Significant differences in EBV and CDX2 expression were found between the two groups. EBV-type gastric cancer was highly represented in the benign group (31.8%), while it was present in only 3% of the malignant cases, which is lower than the average incidence among total gastric cancers (5–10%)[21][22]. EBV-type gastric cancer exhibits unique molecular alterations[16]. However, the mechanism of its development is not well-established. EBV-type gastric cancer is highly prevalent in the cardia and body among remnant gastric cancers, but it has no relationship with H. pylori infection[23][24]. In a recent study, the EBV infection rate was higher in patients with remnant gastric cancer compared with those with conventional gastric cancer. It has been reported that Billroth II anastomosis, carcinoma at the anastomosis site, diffuse type, and EBV genome polymorphisms are related to the EBV-associated remnant gastric cancer[25]. CDX2 was less expressed in the benign group than malignant group, and this could be related to the low grade of intestinal metaplasia in the background mucosa of benign cases[26]. CDX2 is a homeobox gene expressed in the intestinal mucosa and has a role in the differentiation of intestinal epithelium[27]. CDX2 is expressed in all gastric carcinomas that develop an intestinal phenotype, but it is also present in a proportion of cases with gastric phenotype[28]. The clinical relevance of the different molecular subtypes of gastric carcinoma is not clear at present, but carcinogenic factors might differ depending on the initial disease.

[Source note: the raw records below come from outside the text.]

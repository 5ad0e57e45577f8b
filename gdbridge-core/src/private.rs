/*
 * Copyright (c) godot-rust; Bromeon and contributors.
 * This Source Code Form is subject to the terms of the Mozilla Public
 * License, v. 2.0. If a copy of the MPL was not distributed with this
 * file, You can obtain one at https://mozilla.org/MPL/2.0/.
 */

//! Items used by the macros and trampolines. Not part of the public API.

use std::ffi::CString;
use std::sync::{Arc, Mutex};

pub use crate::registry::callbacks;
pub use sys::out;

use crate::global::godot_error;
use crate::sys;

// ----------------------------------------------------------------------------------------------------------------------------------------------
// Panic handling

#[derive(Debug)]
struct GodotPanicInfo {
    line: u32,
    file: String,
}

pub fn extract_panic_message(err: Box<dyn std::any::Any + Send>) -> String {
    if let Some(s) = err.downcast_ref::<&'static str>() {
        s.to_string()
    } else if let Some(s) = err.downcast_ref::<String>() {
        s.clone()
    } else {
        format!("(panic of type ID {:?})", err.type_id())
    }
}

fn format_panic_message(msg: String) -> String {
    // If the message contains newlines, print all of the lines after a line break, and indent them.
    let lbegin = "\n  ";
    let indented = msg.replace('\n', lbegin);

    if indented.len() != msg.len() {
        format!("[panic]{lbegin}{indented}")
    } else {
        format!("[panic]  {msg}")
    }
}

pub fn flush_stdout() {
    use std::io::Write;

    // Nothing sensible to do if stdout is gone.
    let _ = std::io::stdout().flush();
}

/// Executes `code`. If a panic is thrown, it is caught and an error message is printed to the engine.
///
/// Returns `Err(message)` if a panic occurred, and `Ok(result)` with the result of `code` otherwise.
///
/// Every entry point through which the engine calls into Rust goes through this function: unwinding across the C boundary
/// would abort the process.
pub fn handle_panic<E, F, R, S>(error_context: E, code: F) -> Result<R, String>
where
    E: FnOnce() -> S,
    F: FnOnce() -> R + std::panic::UnwindSafe,
    S: std::fmt::Display,
{
    let info: Arc<Mutex<Option<GodotPanicInfo>>> = Arc::new(Mutex::new(None));

    // Back up previous hook, set new one.
    let prev_hook = std::panic::take_hook();
    {
        let info = info.clone();
        std::panic::set_hook(Box::new(move |panic_info| {
            if let Some(location) = panic_info.location() {
                let mut guard = info.lock().unwrap_or_else(|poisoned| poisoned.into_inner());
                *guard = Some(GodotPanicInfo {
                    file: location.file().to_string(),
                    line: location.line(),
                });
            } else {
                eprintln!("panic occurred, but can't get location information");
            }
        }));
    }

    // Run code that should panic, restore hook.
    let panic = std::panic::catch_unwind(code);
    std::panic::set_hook(prev_hook);

    match panic {
        Ok(result) => Ok(result),
        Err(err) => {
            // Flush, to make sure previous Rust output has been printed before the error.
            flush_stdout();

            let guard = info.lock().unwrap_or_else(|poisoned| poisoned.into_inner());
            match guard.as_ref() {
                Some(info) => godot_error!(
                    "Rust function panicked at {}:{}.\n  Context: {}",
                    info.file,
                    info.line,
                    error_context()
                ),
                None => godot_error!("Rust function panicked.\n  Context: {}", error_context()),
            }

            let msg = extract_panic_message(err);
            let msg = format_panic_message(msg);
            godot_error!("{msg}");

            Err(msg)
        }
    }
}

// ----------------------------------------------------------------------------------------------------------------------------------------------
// Logging helpers

/// Converts a log message to a C string. Interior NUL bytes would cut the message short, so they are replaced.
pub fn c_message(msg: &str) -> CString {
    CString::new(msg.replace('\0', "\\0")).unwrap_or_default()
}

#[cfg(test)]
mod tests {
    use super::*;

    #[test]
    fn panic_messages() {
        let payload: Box<dyn std::any::Any + Send> = Box::new("static message");
        assert_eq!(extract_panic_message(payload), "static message");

        let payload: Box<dyn std::any::Any + Send> = Box::new(String::from("owned"));
        assert_eq!(extract_panic_message(payload), "owned");

        assert_eq!(format_panic_message("single".to_string()), "[panic]  single");
        assert_eq!(format_panic_message("a\nb".to_string()), "[panic]\n  a\n  b");
    }

    #[test]
    fn handle_panic_without_engine() {
        let ok = handle_panic(|| "no panic", || 7);
        assert_eq!(ok, Ok(7));

        let err = handle_panic(|| "test context", || -> i32 { panic!("boom") });
        assert_eq!(err, Err("[panic]  boom".to_string()));
    }

    #[test]
    fn messages_never_contain_nul() {
        assert_eq!(c_message("a\0b").as_bytes(), b"a\\0b");
    }
}
/*
 * Copyright (c) godot-rust; Bromeon and contributors.
 * This Source Code Form is subject to the terms of the Mozilla Public
 * License, v. 2.0. If a copy of the MPL was not distributed with this
 * file, You can obtain one at https://mozilla.org/MPL/2.0/.
 */

// Unloads the library, so it runs as its own test binary.

use gdbridge::init::InitLevel;
use gdbridge::registry::{virtual_state, VirtualState};
use gdbridge::sys;
use itest::framework::{ensure_loaded, expect_no_errors, level_events, serial};
use itest::loopback;

#[test]
fn load_initialize_and_unload() {
    let _guard = serial();
    let library = ensure_loaded();

    assert_eq!(library.min_level(), sys::GDEXTENSION_INITIALIZATION_SCENE);
    assert!(sys::tables_loaded());
    assert_eq!(
        level_events(),
        [(InitLevel::Scene, true), (InitLevel::Editor, true)]
    );

    for class in ["VirtualRecorder", "ItestPropertyBag", "Counter"] {
        assert!(loopback::is_class_registered(class), "{class}");
    }

    // Overrides are known, but nothing has called them yet.
    assert_eq!(virtual_state("VirtualRecorder", "_ready"), VirtualState::Registered);
    assert_eq!(virtual_state("ItestPropertyBag", "_to_string"), VirtualState::Registered);

    library.deinitialize_levels();

    assert_eq!(
        level_events(),
        [
            (InitLevel::Scene, true),
            (InitLevel::Editor, true),
            (InitLevel::Editor, false),
            (InitLevel::Scene, false),
        ]
    );

    for class in ["VirtualRecorder", "ItestPropertyBag", "Counter"] {
        assert!(!loopback::is_class_registered(class), "{class}");
    }
    assert_eq!(virtual_state("VirtualRecorder", "_ready"), VirtualState::Unregistered);

    // Engine methods stay bound until the process exits.
    assert!(sys::tables_loaded());
    expect_no_errors();
}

Annual endoscopic surveillance after gastrectomy in the malignant group should be recommended even after the 5- year follow-up because the tumors seems to occur at a constant rate without changing over the years. In the benign group, remnant gastric cancer occurs after 10 years or more, and at the time of diagnosis, about 50% is stage II or higher (Figure S1). Meanwhile high-grade pyloric metaplasia was mainly distributed within 3 cm from the anastomosis site in the benign group (Figure S2). Considering the data of the present study, it could be suggested to carefully observe the anastomosis area (within 3 cm) in the endoscopic surveillance 10 years from the partial gastrectomy performed for the benign cause. (Figure 2)

Cancers 12 02847 g002

Figure 2. Scheme of clinical surveillance for remnant gastric cancer.